Task item:
Up to the line containing "for table in", nothing is kept; from that line through the end of the data below, output every line exactly.

Given entries:
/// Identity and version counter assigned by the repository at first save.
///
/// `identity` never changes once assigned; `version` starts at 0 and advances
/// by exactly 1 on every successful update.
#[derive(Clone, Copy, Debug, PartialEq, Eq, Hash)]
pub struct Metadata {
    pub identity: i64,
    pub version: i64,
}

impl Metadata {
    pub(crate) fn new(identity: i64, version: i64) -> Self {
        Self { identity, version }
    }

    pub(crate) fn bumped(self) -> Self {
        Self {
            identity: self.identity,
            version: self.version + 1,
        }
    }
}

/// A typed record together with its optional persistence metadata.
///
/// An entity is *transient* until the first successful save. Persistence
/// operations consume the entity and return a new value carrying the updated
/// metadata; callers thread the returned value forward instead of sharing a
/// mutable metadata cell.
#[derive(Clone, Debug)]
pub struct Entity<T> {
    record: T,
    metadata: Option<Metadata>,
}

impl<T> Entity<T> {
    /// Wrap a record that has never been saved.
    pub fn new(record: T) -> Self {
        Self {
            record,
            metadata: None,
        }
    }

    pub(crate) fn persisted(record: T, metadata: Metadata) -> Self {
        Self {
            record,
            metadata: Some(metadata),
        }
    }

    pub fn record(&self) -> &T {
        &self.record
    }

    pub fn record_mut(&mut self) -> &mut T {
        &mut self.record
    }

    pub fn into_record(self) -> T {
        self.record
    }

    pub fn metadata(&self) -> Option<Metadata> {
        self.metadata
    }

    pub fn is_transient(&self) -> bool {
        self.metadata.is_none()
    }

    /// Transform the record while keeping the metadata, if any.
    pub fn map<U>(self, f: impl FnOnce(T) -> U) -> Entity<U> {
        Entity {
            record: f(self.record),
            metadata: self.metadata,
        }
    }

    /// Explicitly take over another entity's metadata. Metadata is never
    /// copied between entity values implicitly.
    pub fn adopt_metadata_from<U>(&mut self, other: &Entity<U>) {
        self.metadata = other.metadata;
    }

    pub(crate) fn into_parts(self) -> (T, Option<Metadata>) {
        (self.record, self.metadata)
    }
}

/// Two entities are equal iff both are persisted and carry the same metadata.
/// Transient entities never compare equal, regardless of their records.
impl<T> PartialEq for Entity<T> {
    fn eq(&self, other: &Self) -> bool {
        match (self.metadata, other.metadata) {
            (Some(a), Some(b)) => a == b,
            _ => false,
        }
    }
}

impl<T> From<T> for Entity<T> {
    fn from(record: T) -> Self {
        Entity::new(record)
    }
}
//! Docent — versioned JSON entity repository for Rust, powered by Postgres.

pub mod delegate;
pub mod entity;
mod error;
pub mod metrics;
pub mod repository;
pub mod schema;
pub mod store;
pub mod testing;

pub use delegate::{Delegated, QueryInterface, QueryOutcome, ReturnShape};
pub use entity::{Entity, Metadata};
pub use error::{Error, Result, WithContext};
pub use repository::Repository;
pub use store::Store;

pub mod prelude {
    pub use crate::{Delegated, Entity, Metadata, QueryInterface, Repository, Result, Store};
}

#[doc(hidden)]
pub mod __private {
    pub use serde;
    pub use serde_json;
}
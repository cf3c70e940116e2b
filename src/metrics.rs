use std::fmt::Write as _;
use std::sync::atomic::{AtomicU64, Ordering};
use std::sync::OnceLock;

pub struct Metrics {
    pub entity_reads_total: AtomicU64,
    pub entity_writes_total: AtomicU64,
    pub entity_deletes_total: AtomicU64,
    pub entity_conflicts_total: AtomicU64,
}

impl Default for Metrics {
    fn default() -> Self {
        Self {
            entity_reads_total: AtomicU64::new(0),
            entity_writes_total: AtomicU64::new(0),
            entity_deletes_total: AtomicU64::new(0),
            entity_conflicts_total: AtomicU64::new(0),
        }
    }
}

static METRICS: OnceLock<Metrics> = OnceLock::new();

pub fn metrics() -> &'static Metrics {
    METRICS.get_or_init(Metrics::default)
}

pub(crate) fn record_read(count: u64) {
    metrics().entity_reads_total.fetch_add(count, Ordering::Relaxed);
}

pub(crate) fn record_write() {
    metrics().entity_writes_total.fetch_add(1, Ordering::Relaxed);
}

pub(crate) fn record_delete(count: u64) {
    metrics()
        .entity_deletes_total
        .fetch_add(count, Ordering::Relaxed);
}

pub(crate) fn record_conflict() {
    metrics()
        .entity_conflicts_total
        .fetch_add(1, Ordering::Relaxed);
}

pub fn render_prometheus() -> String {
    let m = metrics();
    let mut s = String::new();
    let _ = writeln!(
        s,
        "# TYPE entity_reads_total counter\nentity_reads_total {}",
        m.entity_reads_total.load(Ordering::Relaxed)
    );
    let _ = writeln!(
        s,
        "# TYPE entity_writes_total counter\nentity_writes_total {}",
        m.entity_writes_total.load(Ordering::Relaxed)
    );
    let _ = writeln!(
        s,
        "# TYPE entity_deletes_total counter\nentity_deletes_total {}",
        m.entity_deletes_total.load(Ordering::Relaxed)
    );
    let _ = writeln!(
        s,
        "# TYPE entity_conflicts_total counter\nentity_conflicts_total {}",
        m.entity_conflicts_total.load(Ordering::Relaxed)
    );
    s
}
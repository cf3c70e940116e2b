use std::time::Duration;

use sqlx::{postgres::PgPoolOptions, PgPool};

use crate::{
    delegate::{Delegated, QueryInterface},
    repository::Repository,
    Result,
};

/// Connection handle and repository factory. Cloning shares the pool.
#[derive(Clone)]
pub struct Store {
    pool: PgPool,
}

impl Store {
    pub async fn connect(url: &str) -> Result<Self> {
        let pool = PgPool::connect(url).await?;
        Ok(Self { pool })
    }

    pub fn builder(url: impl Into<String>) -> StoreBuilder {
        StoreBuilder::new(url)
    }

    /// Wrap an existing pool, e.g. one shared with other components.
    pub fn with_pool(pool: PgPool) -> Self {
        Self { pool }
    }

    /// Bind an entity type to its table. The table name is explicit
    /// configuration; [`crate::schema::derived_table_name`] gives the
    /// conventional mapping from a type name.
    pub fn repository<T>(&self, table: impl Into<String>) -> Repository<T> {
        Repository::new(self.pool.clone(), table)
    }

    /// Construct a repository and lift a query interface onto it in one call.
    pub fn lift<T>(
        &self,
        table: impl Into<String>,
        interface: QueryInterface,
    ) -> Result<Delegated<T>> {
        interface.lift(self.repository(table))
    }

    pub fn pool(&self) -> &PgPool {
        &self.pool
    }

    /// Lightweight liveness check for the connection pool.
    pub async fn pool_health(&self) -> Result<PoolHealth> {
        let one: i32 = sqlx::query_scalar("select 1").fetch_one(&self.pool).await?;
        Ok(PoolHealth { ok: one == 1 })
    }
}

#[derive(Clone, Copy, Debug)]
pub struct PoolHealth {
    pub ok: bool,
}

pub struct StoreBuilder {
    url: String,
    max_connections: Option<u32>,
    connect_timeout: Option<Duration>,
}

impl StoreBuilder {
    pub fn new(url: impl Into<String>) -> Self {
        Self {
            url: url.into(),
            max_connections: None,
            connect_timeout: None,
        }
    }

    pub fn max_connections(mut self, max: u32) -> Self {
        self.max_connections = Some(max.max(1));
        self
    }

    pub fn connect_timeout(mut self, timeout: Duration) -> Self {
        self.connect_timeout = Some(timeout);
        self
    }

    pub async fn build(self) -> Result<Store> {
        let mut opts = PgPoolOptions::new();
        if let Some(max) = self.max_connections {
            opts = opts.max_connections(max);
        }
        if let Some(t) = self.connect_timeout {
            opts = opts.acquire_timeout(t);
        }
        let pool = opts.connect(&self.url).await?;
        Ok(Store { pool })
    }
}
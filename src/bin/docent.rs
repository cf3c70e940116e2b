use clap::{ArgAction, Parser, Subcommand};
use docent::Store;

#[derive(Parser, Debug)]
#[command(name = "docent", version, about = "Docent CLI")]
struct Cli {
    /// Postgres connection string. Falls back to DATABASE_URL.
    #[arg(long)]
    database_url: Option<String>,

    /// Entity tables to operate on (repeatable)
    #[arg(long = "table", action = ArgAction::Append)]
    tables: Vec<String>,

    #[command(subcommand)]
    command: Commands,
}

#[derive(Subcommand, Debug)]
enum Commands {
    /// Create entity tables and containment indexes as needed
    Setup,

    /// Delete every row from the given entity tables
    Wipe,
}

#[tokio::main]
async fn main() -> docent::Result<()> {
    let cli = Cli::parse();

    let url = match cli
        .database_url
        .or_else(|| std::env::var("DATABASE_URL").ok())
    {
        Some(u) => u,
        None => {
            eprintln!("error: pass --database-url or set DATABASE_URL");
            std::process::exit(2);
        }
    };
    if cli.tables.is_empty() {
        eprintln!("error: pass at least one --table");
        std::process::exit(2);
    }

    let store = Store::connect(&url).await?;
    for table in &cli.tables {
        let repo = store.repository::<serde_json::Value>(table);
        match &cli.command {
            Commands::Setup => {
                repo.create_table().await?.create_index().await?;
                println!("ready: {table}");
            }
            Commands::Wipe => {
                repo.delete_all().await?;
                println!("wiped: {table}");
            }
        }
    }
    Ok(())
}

Worked solution:
    for table in &cli.tables {
        let repo = store.repository::<serde_json::Value>(table);
        match &cli.command {
            Commands::Setup => {
                repo.create_table().await?.create_index().await?;
                println!("ready: {table}");
            }
            Commands::Wipe => {
                repo.delete_all().await?;
                println!("wiped: {table}");
            }
        }
    }
    Ok(())
}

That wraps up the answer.